Gloves Come Off in CD4 Race, Jabs Fly Among Six Candidates
NYS Senator Liz Krueger has not formally made an endorsement in the six-way race, but held a press conference that saw candidates Ben Wetzler and Vanessa Aronson co-endorse each other. The trio condemned super PACs backing their rivals, which include funding from Trump donors and DoorDash.




It probably was inevitable, with all of the money flooding into the City Council District 4 primary for term-limited Keith Powers’s vacated seat, that the race would get increasingly contentious.
Two of the candidates in the six-fperson race for City Council’s have united against their opponents by denouncing their super PAC funders, and are now getting support on that end from local State Senator Liz Krueger.
The district encompasses a large swath of Manhattan’s East Side, including the neighborhoods of: Stuyvesant Town-Peter Cooper Village, Murray Hill, Kips Bay, Turtle Bay, Times Square, part of Midtown, and Koreatown.
Krueger has yet to make a formal endorsement in the race, with election day coming up on June 24. She has, however, issued a pointed suggestion on who not to rank on one’s ballot in the race: Rachel Storch.
In what may have been a foreshadowing of the current fracas, Storch–who also served as a state representative in Missouri for multiple years–caused controversy earlier in the race by opting out of the city’s public matching funds system, which imposes spending limits on candidates.
Specifically, Krueger hosted a virtual press conference with Vanessa Aronson and Ben Wetzler on June 18, where she joined the two candidates in denouncing a nearly $30,000 mailer targeting them by the “New Yorkers For A Better Future 2025” PAC.
It told voters to rank “ONLY these three incredible candidates”: Faith Bondy, Rachel Storch, and Virginia Maloney. “Leave the remaining spots blank to keep your vote strong and undiluted,” the mailer added. In other words, don’t rank Aronson and Wetzler.
Aronson and Wetzler went on to announce their co-endorsement of each other at Krueger’s presser. Meanwhile, Krueger called the “targeted” mailer “disturbing,” and said that people should find it so “whether they live in this district or not.”
Aronson and Wetzler made hay of the fact that the PAC, and hence the pricey mailer, is funded by two Trump-aligned billionaires & donors: hedge funder Bill Ackman and Vornado Realty founder Steven Roth. They also called out a PAC funded by DoorDash–called “Local Economies Forward NY”–that has given a whopping $161,393.70 to Maloney’s campaign.
Maloney is the daughter of former U.S. Congresswoman Carolyn Maloney, who previously held a seat in Manhattan that was redistricted away, leading her to run and lose against Jerry Nadler for the current redrawn congressional district.

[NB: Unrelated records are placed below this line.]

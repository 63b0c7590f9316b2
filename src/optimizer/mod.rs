use crate::backend::{Backend, Scalar};
use crate::model::ParamOps;

/// Trait for gradient-based optimizers.
///
/// Optimizers only update parameters from gradients; the training loop lives in
/// [`Trainer`](crate::trainer::Trainer). Any model can be paired with any optimizer
/// without dynamic dispatch.
///
/// # Example
/// ```rust
/// use sizetime::backend::{CpuBackend, Scalar, Tensor1D};
/// use sizetime::model::LinearParams;
/// use sizetime::optimizer::{Optimizer, SGD};
///
/// let params = LinearParams {
///     weights: Tensor1D::<CpuBackend>::new(vec![1.0]),
///     bias: Scalar::<CpuBackend>::new(0.5),
/// };
/// let gradients = LinearParams {
///     weights: Tensor1D::<CpuBackend>::new(vec![10.0]),
///     bias: Scalar::<CpuBackend>::new(-10.0),
/// };
/// let sgd = SGD::<CpuBackend>::new(0.01);
/// let updated = sgd.step(&params, &gradients);
/// assert!((updated.weights.to_vec()[0] - 0.9).abs() < 1e-12);
/// assert!((updated.bias.to_f64() - 0.6).abs() < 1e-12);
/// ```
pub trait Optimizer<B: Backend, P> {
    /// Performs one update step:
    /// ```text
    /// params_new = params - learning_rate * gradients
    /// ```
    ///
    /// Returns new parameters instead of mutating `params`.
    fn step(&self, params: &P, gradients: &P) -> P;
}

/// Plain stochastic gradient descent: `θ ← θ - η · ∇L(θ)`.
///
/// No momentum, no adaptive rates.
#[derive(Clone, Debug)]
pub struct SGD<B: Backend> {
    lr: Scalar<B>,
}

impl<B: Backend> SGD<B> {
    /// Creates an SGD optimizer with learning rate `lr`.
    pub fn new(lr: f64) -> Self {
        Self {
            lr: Scalar::<B>::new(lr),
        }
    }

    pub fn learning_rate(&self) -> f64 {
        self.lr.to_f64()
    }
}

impl<B: Backend, P: ParamOps<B>> Optimizer<B, P> for SGD<B> {
    fn step(&self, params: &P, grads: &P) -> P {
        // Scaling by -lr turns the update into a single add.
        let neg_lr = Scalar::<B>::new(0.0) - self.lr;
        params.add(&grads.scale(neg_lr))
    }
}
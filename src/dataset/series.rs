//! File size / processing time series.
//!
//! The built-in series are fixed synthetic measurements: the time in seconds it
//! took to process a file of a given size in MB. [`Series::train`] is used for
//! fitting and [`Series::test`] is held out for evaluation.

use crate::dataset::InMemoryDataset;
use crate::error::DatasetError;
use serde::{Deserialize, Serialize};
use std::io;
use std::path::Path;

const TRAIN_SIZE_MB: [f64; 20] = [
    0.080, 9.000, 0.001, 0.100, 8.000, 5.000, 0.100, 6.000, 0.050, 0.500, 0.002, 2.000, 0.005,
    10.00, 0.010, 7.000, 6.000, 5.000, 1.000, 1.000,
];
const TRAIN_TIME_SEC: [f64; 20] = [
    0.135, 0.739, 0.067, 0.126, 0.646, 0.435, 0.069, 0.497, 0.068, 0.116, 0.070, 0.289, 0.076,
    0.744, 0.083, 0.560, 0.480, 0.399, 0.153, 0.149,
];

const TEST_SIZE_MB: [f64; 20] = [
    5.000, 0.200, 0.001, 9.000, 0.002, 0.020, 0.008, 4.000, 0.001, 1.000, 0.005, 0.080, 0.800,
    0.200, 0.050, 7.000, 0.005, 0.002, 8.000, 0.008,
];
const TEST_TIME_SEC: [f64; 20] = [
    0.425, 0.098, 0.052, 0.686, 0.066, 0.078, 0.070, 0.375, 0.058, 0.136, 0.052, 0.063, 0.183,
    0.087, 0.066, 0.558, 0.066, 0.068, 0.610, 0.057,
];

/// One measurement: file size and the time it took to process.
#[derive(Clone, Copy, Debug, PartialEq, Serialize, Deserialize)]
pub struct Sample {
    pub size_mb: f64,
    pub time_sec: f64,
}

/// An immutable, ordered series of samples.
#[derive(Clone, Debug, PartialEq, Serialize)]
pub struct Series {
    name: String,
    samples: Vec<Sample>,
}

impl Series {
    /// Builds a series from parallel size/time slices.
    pub fn from_columns(
        name: impl Into<String>,
        size_mb: &[f64],
        time_sec: &[f64],
    ) -> Result<Self, DatasetError> {
        if size_mb.len() != time_sec.len() {
            return Err(DatasetError::LengthMismatch {
                x: size_mb.len(),
                y: time_sec.len(),
            });
        }
        let samples = size_mb
            .iter()
            .zip(time_sec)
            .map(|(&size_mb, &time_sec)| Sample { size_mb, time_sec })
            .collect();
        Self::from_samples(name, samples)
    }

    pub fn from_samples(name: impl Into<String>, samples: Vec<Sample>) -> Result<Self, DatasetError> {
        if samples.is_empty() {
            return Err(DatasetError::Empty);
        }
        if let Some(row) = samples
            .iter()
            .position(|s| !s.size_mb.is_finite() || !s.time_sec.is_finite())
        {
            return Err(DatasetError::NonFinite { row });
        }
        Ok(Self {
            name: name.into(),
            samples,
        })
    }

    /// Built-in training series (20 samples).
    pub fn train() -> Self {
        Self::builtin("trainData", &TRAIN_SIZE_MB, &TRAIN_TIME_SEC)
    }

    /// Built-in held-out series (20 samples).
    pub fn test() -> Self {
        Self::builtin("testData", &TEST_SIZE_MB, &TEST_TIME_SEC)
    }

    fn builtin(name: &str, size_mb: &[f64; 20], time_sec: &[f64; 20]) -> Self {
        let samples = size_mb
            .iter()
            .zip(time_sec)
            .map(|(&size_mb, &time_sec)| Sample { size_mb, time_sec })
            .collect();
        Self {
            name: name.to_string(),
            samples,
        }
    }

    /// Reads a series from CSV with `size_mb,time_sec` headers.
    pub fn from_csv_reader<R: io::Read>(name: impl Into<String>, reader: R) -> Result<Self, DatasetError> {
        let mut rdr = csv::Reader::from_reader(reader);
        let samples = rdr
            .deserialize::<Sample>()
            .collect::<Result<Vec<_>, _>>()?;
        Self::from_samples(name, samples)
    }

    /// Reads a series from a CSV file, named after the file stem.
    pub fn from_csv_path<P: AsRef<Path>>(path: P) -> Result<Self, DatasetError> {
        let path = path.as_ref();
        let name = path
            .file_stem()
            .map(|s| s.to_string_lossy().into_owned())
            .unwrap_or_else(|| "series".to_string());
        let mut rdr = csv::Reader::from_path(path)?;
        let samples = rdr
            .deserialize::<Sample>()
            .collect::<Result<Vec<_>, _>>()?;
        Self::from_samples(name, samples)
    }

    pub fn name(&self) -> &str {
        &self.name
    }

    pub fn len(&self) -> usize {
        self.samples.len()
    }

    pub fn is_empty(&self) -> bool {
        self.samples.is_empty()
    }

    pub fn samples(&self) -> &[Sample] {
        &self.samples
    }

    pub fn sizes(&self) -> Vec<f64> {
        self.samples.iter().map(|s| s.size_mb).collect()
    }

    pub fn times(&self) -> Vec<f64> {
        self.samples.iter().map(|s| s.time_sec).collect()
    }

    /// Converts to a single-feature `(n, 1)` dataset.
    pub fn to_dataset(&self) -> Result<InMemoryDataset, DatasetError> {
        let x = self.samples.iter().map(|s| vec![s.size_mb]).collect();
        InMemoryDataset::new(x, self.times())
    }
}

#[cfg(test)]
mod tests {
    use super::*;
    use crate::dataset::Dataset;

    #[test]
    fn test_builtin_series_have_twenty_points() {
        assert_eq!(Series::train().len(), 20);
        assert_eq!(Series::test().len(), 20);
        assert_eq!(Series::train().name(), "trainData");
        assert_eq!(Series::test().name(), "testData");
    }

    #[test]
    fn test_builtin_series_are_positive() {
        for series in [Series::train(), Series::test()] {
            assert!(series.samples().iter().all(|s| s.size_mb > 0.0 && s.time_sec > 0.0));
        }
    }

    #[test]
    fn test_from_columns_rejects_mismatch() {
        let err = Series::from_columns("s", &[1.0, 2.0], &[1.0]).unwrap_err();
        assert!(matches!(err, DatasetError::LengthMismatch { x: 2, y: 1 }));
    }

    #[test]
    fn test_from_samples_rejects_nan() {
        let samples = vec![
            Sample { size_mb: 1.0, time_sec: 0.1 },
            Sample { size_mb: f64::NAN, time_sec: 0.2 },
        ];
        let err = Series::from_samples("s", samples).unwrap_err();
        assert!(matches!(err, DatasetError::NonFinite { row: 1 }));
    }

    #[test]
    fn test_from_csv_reader() {
        let csv = "size_mb,time_sec\n1.0,0.15\n2.5,0.3\n";
        let series = Series::from_csv_reader("custom", csv.as_bytes()).unwrap();

        assert_eq!(series.sizes(), vec![1.0, 2.5]);
        assert_eq!(series.times(), vec![0.15, 0.3]);
    }

    #[test]
    fn test_from_csv_reader_empty_is_error() {
        let err = Series::from_csv_reader("custom", "size_mb,time_sec\n".as_bytes()).unwrap_err();
        assert!(matches!(err, DatasetError::Empty));
    }

    #[test]
    fn test_from_csv_path() -> Result<(), Box<dyn std::error::Error>> {
        let tmp = tempfile::tempdir()?;
        let path = tmp.path().join("bench_runs.csv");
        std::fs::write(&path, "size_mb,time_sec\n4.0,0.4\n")?;

        let series = Series::from_csv_path(&path)?;
        assert_eq!(series.name(), "bench_runs");
        assert_eq!(series.samples(), &[Sample { size_mb: 4.0, time_sec: 0.4 }]);
        Ok(())
    }

    #[test]
    fn test_to_dataset_is_single_feature() {
        let dataset = Series::train().to_dataset().unwrap();
        assert_eq!(dataset.len(), Some(20));
        assert_eq!(dataset.n_features(), 1);
    }
}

Maloney, who picked up an endorsement from the influential United Federation of Teachers has not made any cross endorsements. Neither has Luke Flourczak, a USMC veteran who is hoping to become the only military veteran on the city council, but who has run a low key campaign.
“Virginia Maloney is building a broad-based, grassroots campaign with strong support in every corner of the East Side—from Stuy Town to Sutton Place. While other candidates quibble over cross-endorsements, she is focused on an agenda for our future--making the East Side more livable, affordable, and safer.” said Matthew Rey, spokesperson for the campaign.
Wetzler confirmed his co-endorsement of Aronson, which means that he is essentially encouraging his supporters to rank her second on theirs ballot, in a social media post linked to a Patch article: “Republican billionaires and corporate interests are dumping $$$ into this race on behalf of every candidate... except 2. Us honest public servants gotta stick together.”
“Our campaigns remain uniquely uncompromised by MAGA billionaires & corporate interests like DoorDash. We’re both public servants who answer only to the voters,” Aronson wrote in a mirroring post of her own.
Storch’s campaign sent out a “robotext” to potential supporters on June 18, claiming that “a desperate and weird attack ad on Rachel just launched and thousands have already seen it.” She asked her supporters for funds. Before moving back to New York City, Storch had served as an elected official in Missouri from 2005 to 2011 before moving back to the UES more than a dozen years ago. “This is Rachel’s Storch’s campaign team and this should be clear, Rachel was born in New York and she chose to settle down here and raise her family,” the robotext added.
Powers, who held the seat for eight years and can’t seek reelection, is running for Manhattan Borough President this cycle against West Side NY State Senator Brad Hoylman-Sigal. Powers recently announced his co-endorsement of his competitor Calvin Sun in that race.
A spokesperson for Powers told Our Town that he believed Powers and Sun were the true “pro-housing” candidates in the race, a clear reference to the city’s housing crisis. Hoylman-Sigal has also said that building affordable housing will be his number-one priority if elected.